As this year’s nesting season is already in full swing, it seems appropriate to address some common problems wildlife rescues and rehabbers encounter every year. Most importantly it is worth noting that due to the small size of our sanctuary and our work commitments we are unable to attend wildlife rescues or to give timely social media, email or telephone advice in ongoing emergency or rescue situations.
However, if you have a question regarding bird or specifically corvid rescue, care or rehabilitation, then please check out our Corvid Care page or alternatively go to our Forum. Both sources contain a multitude of information about wildlife and bird emergencies in general and will also give detailed information referring specifically to corvids. For your convenience we have provided a few especially important links here in this blog post. These links will give you access to blog posts containing essential pieces of information about who to rescue and who to leave alone and how to recognise and catch a poorly or sick bird. Furthermore, these links will also provide you with detailed information about general life saving first aid measures focussing in particular on injuries inflicted by freely roaming unsupervised pet cats, which will save lives and will increase chances of survival aimed to bridge the time gap until a patient is being handed over into the care of an experienced wildlife rescue or rehabber.

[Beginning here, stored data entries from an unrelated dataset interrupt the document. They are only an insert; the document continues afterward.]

use chrono::NaiveDate;
use serde::{Deserialize, Serialize};

use vnmarket_market_data::AssetCategory;

/// What the store knows about one calendar date of one symbol.
#[derive(Debug, Clone, Copy, PartialEq, Eq, Serialize, Deserialize)]
#[serde(rename_all = "SCREAMING_SNAKE_CASE")]
pub enum DateCoverage {
    /// A real record is stored.
    Present,
    /// The provider was asked and had nothing (weekend, holiday). Stored as
    /// a marker row; never returned as a record.
    ConfirmedAbsent,
    /// Never fetched.
    Unknown,
}

impl DateCoverage {
    pub fn is_known(&self) -> bool {
        !matches!(self, DateCoverage::Unknown)
    }
}

/// Stored history for one category.
#[derive(Debug, Clone, PartialEq, Serialize, Deserialize)]
#[serde(rename_all = "camelCase")]
pub struct HistoryCategoryStats {
    pub category: AssetCategory,
    pub symbols: u64,
    pub records: u64,
    pub markers: u64,
    pub earliest: Option<NaiveDate>,
    pub latest: Option<NaiveDate>,
}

First Aid For Birds – Who To Help And Who To Leave Alone
First Aid For Birds – How To Know If A Bird Is Sick
First Aid For Birds – How To Catch A Poorly Bird
First Aid For Birds – Cat Caught Birds
First Aid For Birds – First Aid Measures
Poorly or injured animals are usually best cared for by experienced, specialised and suitably equipped rescues or rehabbers. Time is always of an essence! Please check out the links below, which will take you to third party databases of rescues and rehabbers in the UK. The provision of these links is for your convenience only and does not imply any endorsement of, or responsibility for, these organisations or the facilities or services they provide.
Please note that not all bird rescues and rehabbers are able to provide care, treatment and rehabilitation facilities for all native bird species including corvids, and might not be able to provide long term care facilities required in some cases. Prior to the hand over of any rescue animal, it is recommended to check the relevant policies of the rescue or veterinary surgeon concerned, which includes respective euthanasia policies.